Tipos de sistemas de riego

por | 3 de junio de 2013

La subida de las temperaturas trae consigo la necesidad de aumentar el riego de plantas, césped y cultivos. Contar con un buen sistema de riego, acorde a cada necesidad específica, es muy importante para mantener las plantaciones en condiciones óptimas.

El riego puede definirse como el sistema a través del cual suministrar a las plantas el agua necesaria para su correcto crecimiento.

El sistema de riego debe elegirse, entre otros factores, teniendo en cuenta la zona geográfica, la extensión de la plantación y el tipo de plantas que cultives.

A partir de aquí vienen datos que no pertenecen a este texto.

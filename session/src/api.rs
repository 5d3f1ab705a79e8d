//! Backend authentication collaborator.
//!
//! Implementations live with each front-end (`gloo-net` in the browser,
//! `reqwest` in the CLI); this module fixes the contract, the endpoint
//! paths and the error shape so both report failures identically.
//!
//! ERROR HANDLING
//! ==============
//! Failures are never retried here. The session store hands them back to the
//! caller untouched, and the caller decides on user-facing wording.

#[cfg(test)]
#[path = "api_test.rs"]
mod api_test;

use async_trait::async_trait;

use crate::types::{LoginRequest, LoginResponse, RegisterRequest, RegisterResponse};

pub const LOGIN_PATH: &str = "/auth/login";
pub const REGISTER_PATH: &str = "/auth/register";

/// Error returned by an [`AuthApi`] call.
#[derive(Clone, Debug, PartialEq, Eq, thiserror::Error)]
pub enum ApiError {
    /// The request never produced an HTTP response.
    #[error("request failed: {0}")]
    Transport(String),
    /// The backend answered with a non-success status.
    #[error("server returned {status}: {message}")]
    Status { status: u16, message: String },
    /// The response body did not match the expected shape.
    #[error("invalid response body: {0}")]
    Decode(String),
}

impl ApiError {
    /// Build a [`ApiError::Status`] from a status code and raw response body.
    ///
    /// JSON bodies of the form `{"message": "..."}` or
    /// `{"message": ["...", "..."]}` contribute their message; anything else
    /// is kept verbatim.
    #[must_use]
    pub fn from_status(status: u16, body: &str) -> Self {
        Self::Status {
            status,
            message: status_message(body),
        }
    }

    /// Whether the backend rejected the credentials.
    #[must_use]
    pub fn is_unauthorized(&self) -> bool {
        matches!(self, Self::Status { status: 401 | 403, .. })
    }

    /// Whether the backend rejected the request as conflicting or malformed.
    #[must_use]
    pub fn is_rejected(&self) -> bool {
        matches!(self, Self::Status { status: 400 | 409 | 422, .. })
    }
}

fn status_message(body: &str) -> String {
    let trimmed = body.trim();
    if trimmed.is_empty() {
        return "no response body".to_owned();
    }
    let Ok(value) = serde_json::from_str::<serde_json::Value>(trimmed) else {
        return trimmed.to_owned();
    };
    match value.get("message") {
        Some(serde_json::Value::String(message)) => message.clone(),
        Some(serde_json::Value::Array(items)) => {
            let parts: Vec<&str> = items.iter().filter_map(serde_json::Value::as_str).collect();
            if parts.is_empty() {
                trimmed.to_owned()
            } else {
                parts.join("; ")
            }
        }
        _ => trimmed.to_owned(),
    }
}

/// Join `path` onto `base_url` without doubling the separator.
#[must_use]
pub fn endpoint(base_url: &str, path: &str) -> String {
    format!("{}{}", base_url.trim().trim_end_matches('/'), path)
}

/// `Authorization` header value for `token`.
#[must_use]
pub fn bearer(token: &str) -> String {
    format!("Bearer {token}")
}

/// Authentication endpoints of the backend.
///
/// Futures are not required to be `Send`: the browser client runs them on the
/// UI thread.
#[async_trait(?Send)]
pub trait AuthApi {
    /// Exchange credentials for a token and user record.
    ///
    /// # Errors
    ///
    /// Returns an [`ApiError`] on transport failure, non-success status, or an
    /// unparseable body.
    async fn login(&self, request: &LoginRequest) -> Result<LoginResponse, ApiError>;

    /// Create a new account. Does not sign the user in.
    ///
    /// # Errors
    ///
    /// Returns an [`ApiError`] on transport failure, non-success status, or an
    /// unparseable body.
    async fn register(&self, request: &RegisterRequest) -> Result<RegisterResponse, ApiError>;
}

Entre los principales sistemas de riego están:

  • Riego por aspersores: un tipo de riego en el que el agua llega a las plantas en forma de “lluvia” localizada. El riego por aspersores puede ser permanente o portátil. En este último caso los elementos del sistema van montados sobre un soporte móvil que se conecta a una manguera y que permite ir moviendo los aspersores de sitio.
  • Riego localizado (por goteo): que consiste en el suministro de agua en zonas localizadas mediante dosis pequeñas pero frecuentes. Este sistema es muy apropiado para los sitios en los que escasea el agua pues permite un mayor control de este recurso. Es un tipo de riego cuyo objetivo es satisfacer las necesidades de la planta, dirigido directamente a las raíces, y no a la recarga del suelo. Llega a mantener en el suelo un nivel de humedad muy semejante al del campo y permite aprovechar la infraestructura para aplicar productos químicos como fungicidas o herbicidas. El riego por goteo es muy indicado para periodos vacacionales pues se planifica a través de programadores.
  • Riego subterráneo: se caracteriza por el suministro del agua bajo la superficie del suelo, a través de tuberías perforadas que se entierran entre 5 y 50 cm. El riego enterrado cuenta con numerosas ventajas como una menor pérdida de agua, la reducción de malas hierbas o enfermedades, el empleo para realizar tratamientos de suelo o que resulta un sistema más estético. En el siguiente vídeo te contamos cómo instalar un sistema de riego enterrado.
  • Riego por manguera: aunque se trate del método tradicional, el riego con manguera solo es recomendable en algunas ocasiones como riego de refuerzo o en zonas con necesidades concretas, ya que no permite regular la cantidad de agua y se desaprovecha más este recurso. En este caso se hace muy necesario elegir bien el tipo y material de la manguera. También dispones de portamangueras y otros accesorios que facilitarán tu labor.
  • Cintas de exudación: tuberías de material poroso, muy indicadas para cultivos en línea y para terrenos arenosos ya que mantienen humedecido el suelo. También pueden usarse para el riego de árboles.

Recuerda que las instalaciones fijas son las que permiten automatizar completamente el sistema, por lo que ofrecen mayores garantías de ahorro de agua.